Roberto Diaz

Posted: April 20, 2007

Roberto Díaz is president and chief executive officer of the Curtis Institute of Music, where he also teaches viola. He is the former principal violist of the Philadelphia Orchestra and the National Symphony Orchestra. He performs internationally as a soloist and chamber musician.

Quotation to live by: "May you live in interesting times." - Chinese proverb (And I do!)

Books on my nightstand right now: Vivir Para Contarla (Living to Tell the Tale), by Gabriel García Márquez. Cervantes, El Soldado Que Nos Enseñó a Hablar (Cervantes, the Soldier Who Taught Us to Speak), by Maria Teresa León. The Wine Bible, by Karen MacNeil. And a lot of cookbooks.

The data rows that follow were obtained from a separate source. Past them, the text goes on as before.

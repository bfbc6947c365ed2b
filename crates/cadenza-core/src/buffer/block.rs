//! Owned backing storage: the channel pointer table followed by sample data
//! in one allocation.
//!
//! ```text
//! [ *mut S; slots ][ pad to align_of::<S>() ][ S; channels * frames ]
//!   ^ table           (Layout::extend)          ^ samples
//! ```

use crate::compat::{ptr, slice, Layout, NonNull, PhantomData};
use crate::{Error, Result, Sample};
use alloc::alloc::{alloc_zeroed, dealloc};

pub(crate) struct SampleBlock<S> {
    ptr: NonNull<u8>,
    layout: Layout,
    samples_offset: usize,
    table_slots: usize,
    sample_capacity: usize,
    /// Live table entries (the terminator sits at this index).
    channels: usize,
    _marker: PhantomData<S>,
}

impl<S: Sample> SampleBlock<S> {
    /// Allocates a block for `channels × frames` samples. Both must be non-zero.
    ///
    /// Sample memory comes back zeroed so every slice handed out is
    /// initialized, but callers must not treat it as cleared.
    pub(crate) fn allocate(channels: usize, frames: usize) -> Result<Self> {
        debug_assert!(channels > 0 && frames > 0);

        let table_slots = channels.checked_add(1).ok_or(Error::CapacityOverflow)?;
        let sample_capacity = channels
            .checked_mul(frames)
            .ok_or(Error::CapacityOverflow)?;

        let table = Layout::array::<*mut S>(table_slots)?;
        let samples = Layout::array::<S>(sample_capacity)?;
        let (layout, samples_offset) = table.extend(samples)?;
        let layout = layout.pad_to_align();

        // SAFETY: the layout is never zero-sized, the table alone has two slots.
        let raw = unsafe { alloc_zeroed(layout) };
        let ptr = NonNull::new(raw).ok_or(Error::AllocFailed {
            bytes: layout.size(),
        })?;

        let mut block = Self {
            ptr,
            layout,
            samples_offset,
            table_slots,
            sample_capacity,
            channels: 0,
            _marker: PhantomData,
        };
        block.set_shape(channels, frames);

        tracing::debug!(channels, frames, bytes = layout.size(), "allocated sample block");
        Ok(block)
    }

    /// True if `channels × frames` can be laid out without reallocating.
    #[inline]
    pub(crate) fn fits(&self, channels: usize, frames: usize) -> bool {
        channels < self.table_slots
            && channels
                .checked_mul(frames)
                .is_some_and(|n| n <= self.sample_capacity)
    }

    /// Points the table at consecutive `frames`-sized slices.
    pub(crate) fn set_shape(&mut self, channels: usize, frames: usize) {
        assert!(self.fits(channels, frames));

        let table = self.ptr.as_ptr().cast::<*mut S>();
        let base = self.samples_ptr();
        // SAFETY: `fits` guarantees `channels < table_slots` and
        // `channels * frames <= sample_capacity`.
        unsafe {
            for c in 0..channels {
                table.add(c).write(base.add(c * frames));
            }
            table.add(channels).write(ptr::null_mut());
        }
        self.channels = channels;
    }

    /// Live entries followed by the terminator.
    #[inline]
    pub(crate) fn table(&self) -> &[*mut S] {
        // SAFETY: `set_shape` initialised `channels + 1` slots.
        unsafe { slice::from_raw_parts(self.ptr.as_ptr().cast::<*mut S>(), self.channels + 1) }
    }

    #[inline]
    fn samples_ptr(&self) -> *mut S {
        // SAFETY: `samples_offset` comes from `Layout::extend` on this layout.
        unsafe { self.ptr.as_ptr().add(self.samples_offset).cast::<S>() }
    }

    /// The whole sample region, independent of the current shape.
    #[inline]
    pub(crate) fn samples_mut(&mut self) -> &mut [S] {
        // SAFETY: the region was zero-initialised on allocation.
        unsafe { slice::from_raw_parts_mut(self.samples_ptr(), self.sample_capacity) }
    }

    #[inline]
    pub(crate) fn size(&self) -> usize {
        self.layout.size()
    }

    #[cfg(test)]
    fn alignment(&self) -> usize {
        self.layout.align()
    }

    #[cfg(test)]
    fn samples_offset(&self) -> usize {
        self.samples_offset
    }
}

impl<S> Drop for SampleBlock<S> {
    fn drop(&mut self) {
        // SAFETY: allocated in `allocate` with exactly this layout.
        unsafe { dealloc(self.ptr.as_ptr(), self.layout) };
    }
}

// SAFETY: the block exclusively owns its allocation; the table only points
// back into it.
unsafe impl<S: Send> Send for SampleBlock<S> {}

#[cfg(test)]
mod tests {
    use super::*;
    use core::mem::{align_of, size_of};

    #[test]
    fn test_table_precedes_samples() {
        let block = SampleBlock::<f32>::allocate(2, 16).unwrap();
        let table = block.table();
        assert_eq!(table.len(), 3);
        assert!(table[2].is_null());

        let base = block.ptr.as_ptr() as usize;
        assert_eq!(table[0] as usize, base + block.samples_offset());
        assert_eq!(table[1] as usize - table[0] as usize, 16 * size_of::<f32>());
    }

    #[test]
    fn test_samples_offset_is_aligned() {
        let block = SampleBlock::<f64>::allocate(3, 5).unwrap();
        assert_eq!(block.samples_offset() % align_of::<f64>(), 0);
        assert!(block.samples_offset() >= 4 * size_of::<*mut f64>());
        assert!(block.alignment() >= align_of::<f64>());
        assert!(block.size() >= block.samples_offset() + 15 * size_of::<f64>());
    }

    #[test]
    fn test_fits() {
        let block = SampleBlock::<f32>::allocate(2, 100).unwrap();
        assert!(block.fits(2, 100));
        assert!(block.fits(1, 200));
        assert!(!block.fits(3, 10));
        assert!(!block.fits(2, 101));
        assert!(!block.fits(1, usize::MAX));
    }

    #[test]
    fn test_reshape_in_place() {
        let mut block = SampleBlock::<f32>::allocate(2, 8).unwrap();
        block.set_shape(1, 16);
        let table = block.table();
        assert_eq!(table.len(), 2);
        assert!(table[1].is_null());
    }

    #[test]
    fn test_overflowing_shape_is_rejected() {
        let result = SampleBlock::<f32>::allocate(usize::MAX, 2);
        assert!(matches!(result, Err(Error::CapacityOverflow)));
    }
}
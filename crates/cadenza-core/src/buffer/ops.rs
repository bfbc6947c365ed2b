//! Clears, gains and fades over a [`SampleBuffer`].
//!
//! Everything here works in place and never allocates. Operations on a
//! buffer that is already cleared are skipped.

use super::SampleBuffer;
use crate::Sample;

impl<S: Sample> SampleBuffer<S> {
    /// Zeroes every sample and marks the buffer cleared.
    pub fn clear_all(&mut self) {
        if self.cleared {
            return;
        }
        for c in 0..self.channels() {
            self.channel_mut(c).fill(S::ZERO);
        }
        self.cleared = true;
    }

    /// Zeroes one channel. Marks the buffer cleared only if it is mono.
    pub fn clear_channel(&mut self, channel: usize) {
        if self.cleared {
            return;
        }
        self.channel_mut(channel).fill(S::ZERO);
        if channel == 0 && self.channels() == 1 {
            self.cleared = true;
        }
    }

    /// Zeroes `count` frames from `start` on every channel.
    ///
    /// Marks the buffer cleared when the range covers the whole buffer.
    pub fn clear_range(&mut self, start: usize, count: usize) {
        if self.cleared {
            return;
        }
        for c in 0..self.channels() {
            self.channel_mut(c)[start..start + count].fill(S::ZERO);
        }
        if start == 0 && count == self.frames() {
            self.cleared = true;
        }
    }

    /// Zeroes `count` frames from `start` on one channel.
    ///
    /// Never marks the buffer cleared, even if this zeroes the last nonzero
    /// samples.
    pub fn clear_channel_range(&mut self, channel: usize, start: usize, count: usize) {
        if self.cleared {
            return;
        }
        self.channel_mut(channel)[start..start + count].fill(S::ZERO);
    }

    pub fn apply_gain(&mut self, gain: f32) {
        if gain == 1.0 || self.cleared {
            return;
        }
        let gain = S::from_f32(gain);
        for c in 0..self.channels() {
            scale(self.channel_mut(c), gain);
        }
    }

    pub fn apply_gain_channel(&mut self, channel: usize, gain: f32) {
        if gain == 1.0 || self.cleared {
            return;
        }
        scale(self.channel_mut(channel), S::from_f32(gain));
    }

    pub fn apply_gain_range(&mut self, channel: usize, start: usize, count: usize, gain: f32) {
        if gain == 1.0 || self.cleared {
            return;
        }
        scale(&mut self.channel_mut(channel)[start..start + count], S::from_f32(gain));
    }

    /// Applies a linear gain ramp from `start_gain` to `end_gain` across
    /// every channel.
    pub fn fade(&mut self, start_gain: f32, end_gain: f32) {
        for c in 0..self.channels() {
            self.fade_channel(c, start_gain, end_gain);
        }
    }

    pub fn fade_channel(&mut self, channel: usize, start_gain: f32, end_gain: f32) {
        let frames = self.frames();
        self.fade_range(channel, 0, frames, start_gain, end_gain);
    }

    /// Ramps `count` frames from `start`. The first sample is scaled by
    /// `start_gain`; the gain then rises by `(end_gain - start_gain) / count`
    /// per sample.
    pub fn fade_range(
        &mut self,
        channel: usize,
        start: usize,
        count: usize,
        start_gain: f32,
        end_gain: f32,
    ) {
        if start_gain == end_gain {
            self.apply_gain_range(channel, start, count, start_gain);
            return;
        }
        if self.cleared || count == 0 {
            return;
        }

        let step = S::from_f64((end_gain as f64 - start_gain as f64) / count as f64);
        let mut gain = S::from_f32(start_gain);
        for sample in &mut self.channel_mut(channel)[start..start + count] {
            *sample = *sample * gain;
            gain = gain + step;
        }
    }
}

#[inline]
fn scale<S: Sample>(samples: &mut [S], gain: S) {
    for sample in samples {
        *sample = *sample * gain;
    }
}
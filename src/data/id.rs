use std::fmt;
use std::str::FromStr;

use bson::oid::{self, ObjectId};
use bson::Bson;
use serde::{Deserialize, Deserializer, Serialize, Serializer};
use utoipa::ToSchema;

/// Identifier of a stored document.
///
/// Kept as a BSON ObjectId in the database and exchanged as its 24 hex digit
/// form in JSON, paths and query strings. Documents whose `_id` was written as
/// a hex string are read as well.
#[derive(Debug, Clone, Copy, PartialEq, Eq, Hash, ToSchema)]
#[schema(value_type = String)]
pub struct RecordId(ObjectId);

impl RecordId {
    pub fn new() -> RecordId {
        RecordId(ObjectId::new())
    }

    pub fn object_id(self) -> ObjectId {
        self.0
    }
}

impl Default for RecordId {
    fn default() -> Self {
        RecordId::new()
    }
}

impl From<ObjectId> for RecordId {
    fn from(value: ObjectId) -> Self {
        RecordId(value)
    }
}

impl From<RecordId> for Bson {
    fn from(value: RecordId) -> Self {
        Bson::ObjectId(value.0)
    }
}

impl fmt::Display for RecordId {
    fn fmt(&self, f: &mut fmt::Formatter<'_>) -> fmt::Result {
        write!(f, "{}", self.0.to_hex())
    }
}

impl FromStr for RecordId {
    type Err = oid::Error;

    fn from_str(s: &str) -> Result<Self, Self::Err> {
        ObjectId::parse_str(s).map(RecordId)
    }
}

impl Serialize for RecordId {
    fn serialize<S>(&self, serializer: S) -> Result<S::Ok, S::Error>
    where
        S: Serializer,
    {
        serializer.collect_str(self)
    }
}

impl<'de> Deserialize<'de> for RecordId {
    fn deserialize<D>(deserializer: D) -> Result<Self, D::Error>
    where
        D: Deserializer<'de>,
    {
        match Bson::deserialize(deserializer)? {
            Bson::ObjectId(oid) => Ok(RecordId(oid)),
            Bson::String(hex) => hex.parse().map_err(serde::de::Error::custom),
            other => Err(serde::de::Error::custom(format!(
                "expected an ObjectId, found {:?}",
                other.element_type()
            ))),
        }
    }
}

#[cfg(test)]
mod tests {
    use super::*;
    use bson::doc;

    #[test]
    fn object_id_and_hex_string_both_read() {
        let oid = ObjectId::new();

        let native: RecordId = bson::from_bson(Bson::ObjectId(oid)).expect("native ObjectId");
        let hex: RecordId = bson::from_bson(Bson::String(oid.to_hex())).expect("hex string");
        assert_eq!(native, hex);
        assert_eq!(native.object_id(), oid);

        assert!(bson::from_bson::<RecordId>(Bson::Int32(7)).is_err());
    }

    #[test]
    fn json_form_is_hex() {
        let id = RecordId::new();
        let json = serde_json::to_value(id).expect("serializable");
        assert_eq!(json, serde_json::json!(id.object_id().to_hex()));

        let back: RecordId = serde_json::from_value(json).expect("deserializable");
        assert_eq!(back, id);
    }

    #[test]
    fn filters_use_native_object_id() {
        let id = RecordId::new();
        let filter = doc! { "_id": id };
        assert_eq!(filter.get_object_id("_id").ok(), Some(id.object_id()));
    }

    #[test]
    fn malformed_ids_are_rejected() {
        assert!("not-an-id".parse::<RecordId>().is_err());
        assert!("64b7f0c2a1e4d53f2c9b1a7".parse::<RecordId>().is_err());
        assert!("64b7f0c2a1e4d53f2c9b1a70".parse::<RecordId>().is_ok());
    }
}
use std::iter::repeat;
use std::path::{Path, PathBuf};

pub fn find_first_subpath<P: AsRef<Path>, F: Fn(&Path) -> bool>(
    root: impl AsRef<Path>,
    subpaths: &[P],
    search: F,
) -> Option<PathBuf> {
    subpaths
        .iter()
        .zip(repeat(root.as_ref()))
        .map(|(b, a)| a.join(b))
        .find(|it: &PathBuf| search(it))
}

#[cfg(test)]
mod tests {
    use super::*;

    #[test]
    fn first_existing_subpath_is_found() {
        let root = PathBuf::from("/settings");
        let found = find_first_subpath(&root, &["a.yml", "b.yml"], |p| p.ends_with("b.yml"));
        assert_eq!(found, Some(root.join("b.yml")));
    }
}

Favorite author, nonfiction: When my wife and I first went to Le Bec-Fin, we loved it, so she bought me Georges Perrier's cookbook, Le Bec-Fin Recipes, as a present. In the foreword, he writes about what it takes to become a chef, and, word for word, it's what we go through in music. It's constant experimenting, in both cases, constantly making it better.

Favorite author, fiction: Ernest Hemingway.

Favorite composer: Depends on the day of the week. Some days, Brahms is the best thing you can hear. Other days, Bach. . . . I can't even begin to answer this!

Poetry that has affected me: I recently read some love poems by Pablo Neruda that the composer Peter Lieberson set to music for his . . . wife, Lorraine Hunt Lieberson, who was a wonderful singer. I heard the CD she made of the songs . . . and they are wonderful music, too - made from incredible poetry.

A book that influenced how I live my life: Rather than a single book, I would say it's the cumulative effect of several composer biographies, and especially reading about the barriers they encountered. These guys banged their heads against the wall, and I'm sure they questioned what they were doing, and yet they persisted. A few biographies that stand out for me are Jan Swafford's Johannes Brahms: A Biography; Berlioz's Memoirs; and Testimony: The Memoirs of Dmitri Shostakovich, by Solomon Volkov.

The last book I read: Good to Great, by Jim Collins.

A musical work that has influenced my life: The Viola Sonata, by Shostakovich. It's one of the greatest pieces ever written, right up there with some of the late Beethoven quartets.

Web sites I visit regularly: I don't even visit my own Web site!

If you turned my car radio on right now, it would be tuned to: WHYY-FM (90.9) and WRTI-FM (90.1). I listen to Eagles games on WYSP-FM (94.1).

What's in my CD player: I listen to CDs when I'm driving long distances, and then I'll take along several big works, like a few Mahler symphonies or a cycle of Beethoven quartets.

Last concert/performance attended: I was recently in San Francisco, where I heard one of our students, the pianist Yuja Wang, playing a concert with the San Francisco Symphony. She's 20 years old, and she just debuted in the last few weeks with the Chicago Symphony and the Boston Symphony. Even so, she's still playing chamber music with the other students here at school.

Music I play when my soul needs a lift: I pick up my viola and play Bach's solo sonatas or suites.

Person in my field I most admire: The violinist Louis Krasner. I studied with him when I was playing in the Boston Symphony. He looked like Yoda from Star Wars - and he was wise in the same way. He used to say, "You can't teach anyone something they don't already have inside. You can only pull out of them what is already there."

Living person I'd most like to join for dinner and conversation: Derek Bok, former president of Harvard, who is also the grandson of the Curtis Institute's founder, Mary Louise Curtis Bok Zimbalist.

Person from another era I'd most like to join for dinner and conversation: I think I could have a really good time with Brahms over dinner.

If I had the power to order all of the Philadelphia region to hear one piece of music, it would be: The St. Matthew Passion by Bach.